» WHAT TO DO:
Tally up the lines in the following entries where the string "KdfParams" appears, and answer with the number alone.

(Records excerpted from a collection)
***

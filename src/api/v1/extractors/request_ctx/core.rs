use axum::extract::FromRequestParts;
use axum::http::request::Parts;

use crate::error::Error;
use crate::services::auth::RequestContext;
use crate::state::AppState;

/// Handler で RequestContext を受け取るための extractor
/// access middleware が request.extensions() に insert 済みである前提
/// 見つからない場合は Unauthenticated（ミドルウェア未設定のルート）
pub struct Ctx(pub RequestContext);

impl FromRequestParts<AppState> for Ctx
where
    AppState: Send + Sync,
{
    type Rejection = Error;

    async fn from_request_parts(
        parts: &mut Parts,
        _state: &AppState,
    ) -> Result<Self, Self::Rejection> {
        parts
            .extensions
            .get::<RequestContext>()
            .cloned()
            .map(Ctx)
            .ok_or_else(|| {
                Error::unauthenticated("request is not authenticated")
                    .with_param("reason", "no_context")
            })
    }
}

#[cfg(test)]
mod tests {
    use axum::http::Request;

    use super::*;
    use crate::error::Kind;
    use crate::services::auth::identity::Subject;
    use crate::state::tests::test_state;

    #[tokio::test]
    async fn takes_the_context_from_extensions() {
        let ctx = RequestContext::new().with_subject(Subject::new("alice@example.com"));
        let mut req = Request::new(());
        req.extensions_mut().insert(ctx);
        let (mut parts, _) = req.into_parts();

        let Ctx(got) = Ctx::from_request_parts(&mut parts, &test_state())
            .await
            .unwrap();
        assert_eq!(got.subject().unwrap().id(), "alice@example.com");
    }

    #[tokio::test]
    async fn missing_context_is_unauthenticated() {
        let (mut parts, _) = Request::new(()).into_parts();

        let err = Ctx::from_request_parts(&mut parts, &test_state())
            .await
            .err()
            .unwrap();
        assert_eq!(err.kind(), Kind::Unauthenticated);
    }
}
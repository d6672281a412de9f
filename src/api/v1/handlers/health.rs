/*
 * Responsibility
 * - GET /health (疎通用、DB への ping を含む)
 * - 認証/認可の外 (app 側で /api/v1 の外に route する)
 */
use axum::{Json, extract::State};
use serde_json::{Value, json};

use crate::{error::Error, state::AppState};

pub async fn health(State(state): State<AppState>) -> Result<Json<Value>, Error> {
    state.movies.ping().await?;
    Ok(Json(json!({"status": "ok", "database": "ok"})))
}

***

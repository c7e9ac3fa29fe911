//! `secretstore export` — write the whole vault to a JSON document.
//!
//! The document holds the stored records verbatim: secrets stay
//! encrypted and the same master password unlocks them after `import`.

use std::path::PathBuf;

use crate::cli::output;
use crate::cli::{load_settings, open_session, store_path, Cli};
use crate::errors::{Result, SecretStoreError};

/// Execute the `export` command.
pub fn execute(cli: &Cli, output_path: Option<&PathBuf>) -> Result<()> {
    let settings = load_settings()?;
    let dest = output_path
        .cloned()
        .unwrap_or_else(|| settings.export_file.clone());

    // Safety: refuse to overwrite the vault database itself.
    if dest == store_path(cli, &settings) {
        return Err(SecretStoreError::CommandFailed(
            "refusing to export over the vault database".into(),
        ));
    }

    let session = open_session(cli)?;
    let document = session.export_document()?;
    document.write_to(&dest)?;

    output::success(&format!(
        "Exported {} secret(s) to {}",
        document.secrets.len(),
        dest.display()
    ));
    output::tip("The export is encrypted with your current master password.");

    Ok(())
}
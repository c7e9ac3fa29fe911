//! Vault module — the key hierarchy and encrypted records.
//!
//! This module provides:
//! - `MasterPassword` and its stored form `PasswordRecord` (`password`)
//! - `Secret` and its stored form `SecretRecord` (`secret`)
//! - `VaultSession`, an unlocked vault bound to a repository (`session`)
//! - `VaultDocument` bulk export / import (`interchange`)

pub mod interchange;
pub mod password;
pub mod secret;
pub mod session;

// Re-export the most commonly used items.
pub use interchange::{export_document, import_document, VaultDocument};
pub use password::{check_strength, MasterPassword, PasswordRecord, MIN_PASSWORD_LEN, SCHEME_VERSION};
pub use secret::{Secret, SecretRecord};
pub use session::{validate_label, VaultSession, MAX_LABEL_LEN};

***

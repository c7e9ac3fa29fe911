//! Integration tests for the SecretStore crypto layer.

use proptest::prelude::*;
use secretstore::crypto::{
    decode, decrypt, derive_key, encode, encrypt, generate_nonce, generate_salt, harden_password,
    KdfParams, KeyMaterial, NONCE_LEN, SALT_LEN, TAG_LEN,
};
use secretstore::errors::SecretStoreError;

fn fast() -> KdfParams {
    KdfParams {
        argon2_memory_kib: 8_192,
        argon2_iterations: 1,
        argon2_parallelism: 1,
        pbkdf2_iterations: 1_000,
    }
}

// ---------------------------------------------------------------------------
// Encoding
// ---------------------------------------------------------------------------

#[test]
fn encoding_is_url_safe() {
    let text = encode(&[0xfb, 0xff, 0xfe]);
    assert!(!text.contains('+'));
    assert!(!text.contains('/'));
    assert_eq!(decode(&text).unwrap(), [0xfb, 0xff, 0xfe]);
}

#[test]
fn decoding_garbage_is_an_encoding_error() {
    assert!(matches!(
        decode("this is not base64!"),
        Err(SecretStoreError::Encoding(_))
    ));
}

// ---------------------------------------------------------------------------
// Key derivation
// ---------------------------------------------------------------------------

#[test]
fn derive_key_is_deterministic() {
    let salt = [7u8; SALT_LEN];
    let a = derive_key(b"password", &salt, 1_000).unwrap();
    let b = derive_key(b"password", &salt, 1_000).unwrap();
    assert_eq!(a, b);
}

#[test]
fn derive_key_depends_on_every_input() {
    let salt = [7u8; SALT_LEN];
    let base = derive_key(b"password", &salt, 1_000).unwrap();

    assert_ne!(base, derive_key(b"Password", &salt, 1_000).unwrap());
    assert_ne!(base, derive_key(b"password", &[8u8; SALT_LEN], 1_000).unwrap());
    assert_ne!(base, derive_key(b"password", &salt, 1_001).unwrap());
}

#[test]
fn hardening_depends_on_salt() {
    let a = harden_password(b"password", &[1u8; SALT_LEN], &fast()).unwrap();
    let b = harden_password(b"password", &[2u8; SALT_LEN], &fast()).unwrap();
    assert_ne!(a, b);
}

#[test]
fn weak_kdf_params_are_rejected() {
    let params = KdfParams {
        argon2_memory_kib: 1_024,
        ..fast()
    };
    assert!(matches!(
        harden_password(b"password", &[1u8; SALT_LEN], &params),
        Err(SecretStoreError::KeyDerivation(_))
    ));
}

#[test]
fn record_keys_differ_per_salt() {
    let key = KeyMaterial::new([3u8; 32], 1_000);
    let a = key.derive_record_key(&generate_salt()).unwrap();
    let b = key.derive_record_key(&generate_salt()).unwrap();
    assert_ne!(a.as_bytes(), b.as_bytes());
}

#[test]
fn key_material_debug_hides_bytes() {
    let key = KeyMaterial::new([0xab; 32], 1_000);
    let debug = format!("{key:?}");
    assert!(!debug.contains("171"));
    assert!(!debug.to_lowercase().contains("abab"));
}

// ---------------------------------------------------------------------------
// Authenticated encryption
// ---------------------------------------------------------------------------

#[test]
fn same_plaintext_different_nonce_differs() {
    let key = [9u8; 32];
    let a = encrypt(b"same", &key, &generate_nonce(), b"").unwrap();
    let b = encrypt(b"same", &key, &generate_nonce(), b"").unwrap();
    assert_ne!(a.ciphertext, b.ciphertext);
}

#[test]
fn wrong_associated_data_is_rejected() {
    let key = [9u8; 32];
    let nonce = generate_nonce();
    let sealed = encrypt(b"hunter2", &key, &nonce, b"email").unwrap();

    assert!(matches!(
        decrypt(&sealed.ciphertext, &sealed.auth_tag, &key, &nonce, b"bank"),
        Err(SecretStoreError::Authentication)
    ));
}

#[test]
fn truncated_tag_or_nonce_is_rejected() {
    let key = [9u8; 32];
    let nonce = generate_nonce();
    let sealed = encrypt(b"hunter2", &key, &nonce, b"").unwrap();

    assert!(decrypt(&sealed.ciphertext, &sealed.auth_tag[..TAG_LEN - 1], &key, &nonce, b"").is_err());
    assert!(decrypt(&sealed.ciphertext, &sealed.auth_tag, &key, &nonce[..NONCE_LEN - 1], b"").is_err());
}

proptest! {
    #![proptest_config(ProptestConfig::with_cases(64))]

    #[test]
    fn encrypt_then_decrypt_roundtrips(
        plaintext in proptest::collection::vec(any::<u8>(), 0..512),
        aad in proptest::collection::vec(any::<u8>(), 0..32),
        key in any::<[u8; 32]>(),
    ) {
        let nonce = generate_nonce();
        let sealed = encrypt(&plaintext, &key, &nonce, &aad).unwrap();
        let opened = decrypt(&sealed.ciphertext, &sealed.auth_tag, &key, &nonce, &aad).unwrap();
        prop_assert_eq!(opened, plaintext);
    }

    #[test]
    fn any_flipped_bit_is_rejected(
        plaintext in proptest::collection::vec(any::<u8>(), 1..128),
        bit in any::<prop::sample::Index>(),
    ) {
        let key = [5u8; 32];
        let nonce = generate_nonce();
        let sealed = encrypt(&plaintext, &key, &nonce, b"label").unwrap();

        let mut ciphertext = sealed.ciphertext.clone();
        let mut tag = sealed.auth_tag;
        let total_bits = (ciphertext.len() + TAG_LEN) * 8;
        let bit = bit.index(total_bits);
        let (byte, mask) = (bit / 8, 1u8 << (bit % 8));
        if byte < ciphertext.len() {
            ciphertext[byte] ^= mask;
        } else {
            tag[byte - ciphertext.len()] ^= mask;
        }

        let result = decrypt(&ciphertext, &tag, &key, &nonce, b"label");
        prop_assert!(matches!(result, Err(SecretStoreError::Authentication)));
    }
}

***

» SOLUTION TO THIS EXERCISE:
4